Nesse sentido, quero retornar ao segundo ponto da minha reflexão: o tombamento do painel “Calvário de Cristo”. Ao identificar os objetos culturais, os técnicos do IPHAN (Instituto do Patrimônio Histórico e Artístico Nacional) trabalham para sua conservação, restauração e proteção oficial de acordo com a Constituição Federal e o decreto lei número 25, de novembro de 1937 (Lei do Tombamento). O tombamento, de acordo com o “Guia Básico de Educação Patrimonial”, do IPHAN, é um registro oficial e legal de um edifício, de objetos ou coleções que possuem significado para a sociedade. Isto é, o tombamento reforça a nossa propriedade, de cidadãos esperantinenses, sobre o painel e nos ajudará na conservação e reconhecimento dessa arte sacra.

É realmente lastimável o que já foi deteriorado do patrimônio cultural de Esperantina. Quanto a isso talvez não possamos fazer muita coisa. Felizmente, agora temos uma oportunidade de refletir sobre nossas ações. Isso, para mim, é muito importante. Como pessoas esclarecidas, não podemos deixar que mais um objeto cultural seja destruído. Caso isso venha acontecer, seremos cobrados, ainda por essa geração e com certeza pelas gerações futuras.

Agora lembrei aquela frase de Jesus: “Àquele a quem muito foi dado, muito será exigido”. Hoje sou muito grata à minha cidade por tudo que sou. E tudo o que sou, nasceu de um olhar de uma criança, e depois de uma jovem cheia de sonhos, sobre aquele painel.  Também me sinto na responsabilidade de alertar: todos nós, em maior ou em menor grau, somos atualmente responsáveis pela conservação e manutenção dos nossos bem culturais.

Genoveva Amorim é esperantinense, mestra em antropologia social pelo PPGAS-UFAM – Programa de Pós-Graduação em Antropologia Social da Universidade Federal do Amazonas.
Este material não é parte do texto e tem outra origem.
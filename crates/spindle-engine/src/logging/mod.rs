//! Logging utilities.
//!
//! Centralizes logger initialization. Engine code only uses the `log`
//! facade; `env_logger` is installed here.

mod init;

pub use init::{init_logging, LoggingConfig, DEFAULT_FILTER};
Atualmente cursa doutorado na mesma instituição e desenvolve pesquisas etnológicas sobre temas relacionados a etnicidade, a territorialidade, a religião, a política e ao xamanismo.painel

3 Comentários
  1. firmo carvalho diz

    Cara Genoveva Amorim, muito obrigado pelos esclarecimentos ao nosso povo , não podemos deixar que toquem na magnífica OBRA DE ARTE.
    Fiz visitas a coleções de Motos e Veículos Antigos, e ao Museu da Cera no Rio Grande do Sul e tudo pago e aqui poderíamos trabalhar com a idéia de Cartão Postal , juntamente com os de nossa Cachoeira do Urubu e angariar recursos para a manutenção dos mesmos.

  2. ana tontini diz

    Parabéns, Genoveva! Artigo sábio e oportuno.vamos lutar pela nossa história!

  3. Ladislau João da Silva diz

    Querida Genoveva,
    Gostei muito de sua reflexão sobre nosso famoso painel do ”CALVÁRIO DE CRISTO HOJE”.Percebe-se que sua fé é encarnada e ligada à vida concreta.Continue sendo esta profetisa.Abraço.